What I do hope to get out of it:
- Writing discipline. I’ve already gotten better at sitting down and putting metaphorical pen (fingers) to metaphorical paper (keyboard) through maintaining this blog. But it hasn’t exactly crossed over into large amounts of creative writing. Aiming for 2,300 – 2,500 words a day (mon-fri) will be the first time I’ve set myself a challenging writing goal, and it will force me to actually sit down and JUST DO IT.
- Writing habits. Similarly, I have yet to find out how I work as a writer. I have no idea if I’m more productive in the morning, in the afternoon, in the evening; if I work best in my flat, or in the library – in a quiet environment or in the midst of hustle and bustle. I’m already starting to feel that extensive planning prior to writing might be a very good thing for me, but I won’t be able to tell until I get going.
- Letting go of my inner editor. This is a big one. I have come to realise that this has been the main barrier to my writing – the invisible force field slowing me down to a maximum of 500 words a day. All drafts need editing and rewriting. And ultimately I will be more productive by letting the story flow and polishing the sentences later. If I want to achieve the 50,000 words I will absolutely have to do this, and I think it will be a very valuable lesson for me.

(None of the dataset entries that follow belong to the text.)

use serde::Serialize;
use utoipa::ToSchema;

use crate::device::DeviceConfig;

/// A registered attendance terminal.
#[derive(Clone, Serialize, sqlx::FromRow, ToSchema)]
#[schema(
    example = json!({
        "id": 1,
        "name": "Main gate",
        "ip_address": "192.168.1.201",
        "port": 80,
        "username": "admin",
        "location": "HQ"
    })
)]
pub struct Device {
    pub id: i64,
    pub name: String,
    pub ip_address: String,
    #[schema(nullable = true)]
    pub port: Option<i64>,
    #[schema(nullable = true)]
    pub username: Option<String>,
    /// Never leaves the server
    #[serde(skip)]
    pub password: Option<String>,
    #[schema(nullable = true)]
    pub location: Option<String>,
}

impl Device {
    /// Connection settings for the device layer. A stored port outside the
    /// u16 range falls back to the configured default port.
    pub fn config(&self) -> DeviceConfig {
        DeviceConfig {
            ip: self.ip_address.clone(),
            port: self.port.and_then(|p| u16::try_from(p).ok()),
            username: self.username.clone(),
            password: self.password.clone(),
        }
    }
}

#[cfg(test)]
mod tests {
    use super::*;

    #[test]
    fn test_device_password_is_not_serialized() {
        let device = Device {
            id: 1,
            name: "Main gate".to_string(),
            ip_address: "10.0.0.5".to_string(),
            port: Some(70_000),
            username: Some("admin".to_string()),
            password: Some("secret".to_string()),
            location: None,
        };

        let json = serde_json::to_string(&device).unwrap();
        assert!(!json.contains("secret"));

        let config = device.config();
        assert_eq!(config.port, None);
        assert_eq!(config.credentials(), Some(("admin", "secret")));
    }
}
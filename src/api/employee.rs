use crate::{
    model::employee::Employee,
    utils::db_utils::{build_update_sql, execute_update},
};
use actix_web::{HttpResponse, Responder, error::ErrorInternalServerError, web};
use chrono::NaiveDate;
use serde::{Deserialize, Serialize};
use serde_json::Value;
use serde_json::json;
use sqlx::SqlitePool;
use tracing::{debug, error};
use utoipa::{IntoParams, ToSchema};

/// Columns a partial update may touch
const UPDATABLE_COLUMNS: &[&str] = &[
    "full_name",
    "email",
    "avatar",
    "device_user_id",
    "department_id",
    "hire_date",
    "status",
];

#[derive(Deserialize, Serialize, ToSchema)]
pub struct CreateEmployee {
    #[schema(example = "Ali Hassan")]
    pub full_name: String,
    #[schema(example = "ali@company.com", format = "email", nullable = true)]
    pub email: Option<String>,
    #[schema(nullable = true)]
    pub avatar: Option<String>,
    #[schema(example = 101, nullable = true)]
    pub device_user_id: Option<i64>,
    #[schema(example = 1, nullable = true)]
    pub department_id: Option<i64>,
    #[schema(example = "2026-01-01", format = "date", value_type = Option<String>)]
    pub hire_date: Option<NaiveDate>,
}

#[derive(Debug, Deserialize, IntoParams)]
#[into_params(parameter_in = Query)]
pub struct EmployeeQuery {
    pub page: Option<u32>,
    pub per_page: Option<u32>,
    pub department_id: Option<i64>,
    pub status: Option<String>,
    pub search: Option<String>,
}

#[derive(Serialize, ToSchema)]
pub struct EmployeeListResponse {
    pub data: Vec<Employee>,
    #[schema(example = 1)]
    pub page: u32,
    #[schema(example = 20)]
    pub per_page: u32,
    #[schema(example = 2)]
    pub total: i64,
}

enum FilterValue {
    I64(i64),
    Str(String),
}

/// Create Employee
#[utoipa::path(
    post,
    path = "/api/employee",
    request_body = CreateEmployee,
    responses(
        (status = 201, description = "Employee created", body = Object, example = json!({
            "message": "Employee created",
            "id": 1
        })),
        (status = 400, description = "Missing name"),
        (status = 409, description = "Email or device id already in use"),
        (status = 500, description = "Internal server error")
    ),
    tag = "Employee"
)]
pub async fn create_employee(
    pool: web::Data<SqlitePool>,
    payload: web::Json<CreateEmployee>,
) -> impl Responder {
    if payload.full_name.trim().is_empty() {
        return HttpResponse::BadRequest().json(json!({
            "message": "full_name must not be empty"
        }));
    }

    let result = sqlx::query(
        r#"
        INSERT INTO employees
        (full_name, email, avatar, device_user_id, department_id, hire_date)
        VALUES (?, ?, ?, ?, ?, ?)
        "#,
    )
    .bind(payload.full_name.trim())
    .bind(&payload.email)
    .bind(&payload.avatar)
    .bind(payload.device_user_id)
    .bind(payload.department_id)
    .bind(payload.hire_date)
    .execute(pool.get_ref())
    .await;

    match result {
        Ok(done) => HttpResponse::Created().json(json!({
            "message": "Employee created",
            "id": done.last_insert_rowid()
        })),
        Err(sqlx::Error::Database(db_err)) if db_err.is_unique_violation() => {
            HttpResponse::Conflict().json(json!({
                "message": "Email or device id already in use"
            }))
        }
        Err(e) => {
            error!(error = %e, "Failed to create employee");
            HttpResponse::InternalServerError().json(json!({
                "message": "Something went wrong, Contact with system admin"
            }))
        }
    }
}

#[utoipa::path(
    get,
    path = "/api/employee",
    params(EmployeeQuery),
    responses(
        (status = 200, description = "Paginated employee list", body = EmployeeListResponse)
    ),
    tag = "Employee"
)]
pub async fn list_employees(
    pool: web::Data<SqlitePool>,
    query: web::Query<EmployeeQuery>,
) -> actix_web::Result<impl Responder> {
    let page = query.page.unwrap_or(1).max(1);
    let per_page = query.per_page.unwrap_or(20).clamp(1, 100);
    let offset = (page - 1) * per_page;

    // ---------- build WHERE clause dynamically ----------
    let mut conditions = Vec::new();
    let mut bindings: Vec<FilterValue> = Vec::new();

    if let Some(department_id) = query.department_id {
        conditions.push("department_id = ?");
        bindings.push(FilterValue::I64(department_id));
    }

    if let Some(status) = &query.status {
        conditions.push("status = ?");
        bindings.push(FilterValue::Str(status.clone()));
    }

    if let Some(search) = &query.search {
        conditions.push("(full_name LIKE ? OR email LIKE ?)");
        let like = format!("%{}%", search);
        bindings.push(FilterValue::Str(like.clone()));
        bindings.push(FilterValue::Str(like));
    }

    let where_clause = if conditions.is_empty() {
        "".to_string()
    } else {
        format!("WHERE {}", conditions.join(" AND "))
    };

    // ---------- total count ----------
    let count_sql = format!("SELECT COUNT(*) FROM employees {}", where_clause);
    debug!(sql = %count_sql, "Counting employees");

    let mut count_query = sqlx::query_scalar::<_, i64>(&count_sql);
    for b in &bindings {
        count_query = match b {
            FilterValue::I64(v) => count_query.bind(*v),
            FilterValue::Str(s) => count_query.bind(s.as_str()),
        };
    }

    let total = count_query.fetch_one(pool.get_ref()).await.map_err(|e| {
        error!(error = %e, sql = %count_sql, "Failed to count employees");
        ErrorInternalServerError("Database error")
    })?;

    // ---------- data query ----------
    let data_sql = format!(
        r#"
        SELECT id, full_name, email, avatar, device_user_id, department_id, hire_date, status
        FROM employees {}
        ORDER BY id ASC
        LIMIT ? OFFSET ?
        "#,
        where_clause
    );
    debug!(page, per_page, offset, "Fetching employees");

    let mut data_query = sqlx::query_as::<_, Employee>(&data_sql);
    for b in &bindings {
        data_query = match b {
            FilterValue::I64(v) => data_query.bind(*v),
            FilterValue::Str(s) => data_query.bind(s.as_str()),
        };
    }
    data_query = data_query.bind(per_page as i64).bind(offset as i64);

    let employees = data_query.fetch_all(pool.get_ref()).await.map_err(|e| {
        error!(error = %e, "Failed to fetch employees");
        ErrorInternalServerError("Database error")
    })?;

    Ok(HttpResponse::Ok().json(EmployeeListResponse {
        data: employees,
        page,
        per_page,
        total,
    }))
}

/// Update Employee
#[utoipa::path(
    put,
    path = "/api/employee/{employee_id}",
    params(
        ("employee_id" = i64, Path, description = "Employee ID")
    ),
    request_body = Object,
    responses(
        (status = 200, description = "Employee updated successfully"),
        (status = 400, description = "Unknown or invalid field"),
        (status = 404, description = "Employee not found"),
        (status = 500, description = "Internal server error")
    ),
    tag = "Employee"
)]
pub async fn update_employee(
    pool: web::Data<SqlitePool>,
    path: web::Path<i64>,
    body: web::Json<Value>,
) -> actix_web::Result<impl Responder> {
    let employee_id = path.into_inner();

    let update = build_update_sql("employees", UPDATABLE_COLUMNS, &body, "id", employee_id)?;

    let affected = execute_update(pool.get_ref(), update).await.map_err(|e| {
        error!(error = %e, employee_id, "Failed to update employee");
        ErrorInternalServerError("Internal Server Error")
    })?;

    if affected == 0 {
        return Ok(HttpResponse::NotFound().json(json!({
            "message": "Employee not found"
        })));
    }

    Ok(HttpResponse::Ok().json(json!({
        "message": "Employee updated successfully"
    })))
}

/// Delete Employee
#[utoipa::path(
    delete,
    path = "/api/employee/{employee_id}",
    params(
        ("employee_id" = i64, Path, description = "Employee ID")
    ),
    responses(
        (status = 200, description = "Successfully deleted"),
        (status = 404, description = "Employee not found"),
        (status = 500, description = "Internal server error")
    ),
    tag = "Employee"
)]
pub async fn delete_employee(
    pool: web::Data<SqlitePool>,
    path: web::Path<i64>,
) -> actix_web::Result<impl Responder> {
    let employee_id = path.into_inner();

    let result = sqlx::query("DELETE FROM employees WHERE id = ?")
        .bind(employee_id)
        .execute(pool.get_ref())
        .await;

    match result {
        Ok(res) => {
            if res.rows_affected() == 0 {
                return Ok(HttpResponse::NotFound().json(json!({
                    "message": "Employee not found"
                })));
            }

            Ok(HttpResponse::Ok().json(json!({
                "message": "Successfully deleted"
            })))
        }

        Err(e) => {
            error!(error = %e, employee_id, "Failed to delete employee");

            Ok(HttpResponse::InternalServerError().json(json!({
                "message": "Internal Server Error"
            })))
        }
    }
}

/// Get Employee by ID
#[utoipa::path(
    get,
    path = "/api/employee/{employee_id}",
    params(
        ("employee_id" = i64, Path, description = "Employee ID")
    ),
    responses(
        (status = 200, description = "Employee found", body = Employee),
        (status = 404, description = "Employee not found"),
        (status = 500, description = "Internal server error")
    ),
    tag = "Employee"
)]
pub async fn get_employee(
    pool: web::Data<SqlitePool>,
    path: web::Path<i64>,
) -> actix_web::Result<impl Responder> {
    let employee_id = path.into_inner();

    let employee = sqlx::query_as::<_, Employee>(
        r#"
        SELECT id, full_name, email, avatar, device_user_id, department_id, hire_date, status
        FROM employees
        WHERE id = ?
        "#,
    )
    .bind(employee_id)
    .fetch_optional(pool.get_ref())
    .await
    .map_err(|e| {
        error!(error = %e, employee_id, "Failed to fetch employee");
        ErrorInternalServerError("Internal Server Error")
    })?;

    match employee {
        Some(emp) => Ok(HttpResponse::Ok().json(emp)),
        None => Ok(HttpResponse::NotFound().json(json!({
            "message": "Employee not found"
        }))),
    }
}

#[cfg(test)]
mod tests {
    use super::*;
    use crate::db::test_pool;
    use actix_web::{App, http::StatusCode, test};

    macro_rules! employee_app {
        ($pool:expr) => {
            test::init_service(
                App::new()
                    .app_data(web::Data::new($pool.clone()))
                    .service(
                        web::resource("/employee")
                            .route(web::post().to(create_employee))
                            .route(web::get().to(list_employees)),
                    )
                    .service(
                        web::resource("/employee/{id}")
                            .route(web::put().to(update_employee))
                            .route(web::get().to(get_employee))
                            .route(web::delete().to(delete_employee)),
                    ),
            )
            .await
        };
    }

    #[actix_web::test]
    async fn test_create_get_update_delete() {
        let pool = test_pool().await;
        let app = employee_app!(pool);

        let req = test::TestRequest::post()
            .uri("/employee")
            .set_json(json!({ "full_name": "Ali", "email": "ali@company.com", "device_user_id": 11 }))
            .to_request();
        let created: Value = test::call_and_read_body_json(&app, req).await;
        let id = created["id"].as_i64().unwrap();

        let req = test::TestRequest::get()
            .uri(&format!("/employee/{id}"))
            .to_request();
        let employee: Employee = test::call_and_read_body_json(&app, req).await;
        assert_eq!(employee.full_name, "Ali");
        assert_eq!(employee.device_user_id, Some(11));
        assert_eq!(employee.status, "active");

        let req = test::TestRequest::put()
            .uri(&format!("/employee/{id}"))
            .set_json(json!({ "status": "inactive" }))
            .to_request();
        assert_eq!(test::call_service(&app, req).await.status(), StatusCode::OK);

        let req = test::TestRequest::put()
            .uri(&format!("/employee/{id}"))
            .set_json(json!({ "salary": 1 }))
            .to_request();
        assert_eq!(
            test::call_service(&app, req).await.status(),
            StatusCode::BAD_REQUEST
        );

        let req = test::TestRequest::delete()
            .uri(&format!("/employee/{id}"))
            .to_request();
        assert_eq!(test::call_service(&app, req).await.status(), StatusCode::OK);

        let req = test::TestRequest::get()
            .uri(&format!("/employee/{id}"))
            .to_request();
        assert_eq!(
            test::call_service(&app, req).await.status(),
            StatusCode::NOT_FOUND
        );
    }

    #[actix_web::test]
    async fn test_duplicate_device_id_conflicts() {
        let pool = test_pool().await;
        let app = employee_app!(pool);

        for expected in [StatusCode::CREATED, StatusCode::CONFLICT] {
            let req = test::TestRequest::post()
                .uri("/employee")
                .set_json(json!({ "full_name": "Sara", "device_user_id": 5 }))
                .to_request();
            assert_eq!(test::call_service(&app, req).await.status(), expected);
        }
    }

    #[actix_web::test]
    async fn test_list_filters_by_search_and_status() {
        let pool = test_pool().await;
        let app = employee_app!(pool);

        for name in ["Ali Hassan", "Sara Ahmed", "Omar Ali"] {
            let req = test::TestRequest::post()
                .uri("/employee")
                .set_json(json!({ "full_name": name }))
                .to_request();
            test::call_service(&app, req).await;
        }

        let req = test::TestRequest::get()
            .uri("/employee?search=Ali&status=active")
            .to_request();
        let list: Value = test::call_and_read_body_json(&app, req).await;

        assert_eq!(list["total"], 2);
        assert_eq!(list["data"][0]["full_name"], "Ali Hassan");
        assert_eq!(list["data"][1]["full_name"], "Omar Ali");
    }
}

- Accepting the need for rewriting. Conversely, or maybe subsequently, I have been terrible at rewriting, too. My tendency to try to force out the finished product as I go has inhibited my ability to go back over what I’ve written and pull it apart. But by allowing myself to write more freely, I automatically necessitate a major rewrite come December.
- A rough first draft (fingers crossed). If all goes according to plan, I will have my first draft of my (sort of) first novel. And that prospect alone is exciting enough to propel me through the month. Having previously envisaged slaving away for a full calendar year just to get the words on paper, the idea of getting such a large chunk of prose down in such a short space of time is exhilarating. Even if I don’t get the full 50,000 written, it will almost certainly be an infinitely bigger step in the right direction than I have ever taken before.
So wish me luck!
I will be keeping you updated on my journey once it begins. It all starts, funnily enough, the day after I turn 24, which is the age my parents got married. I haven’t been looking forward to 24, and I think it helped propel me to really shake up my life and get going with this properly.
For those of you who are also taking part, feel free to look me up on the NaNoWriMo website – my username is Áine Warren (aine-warren). And most of all, good luck! It’ll be an interesting month.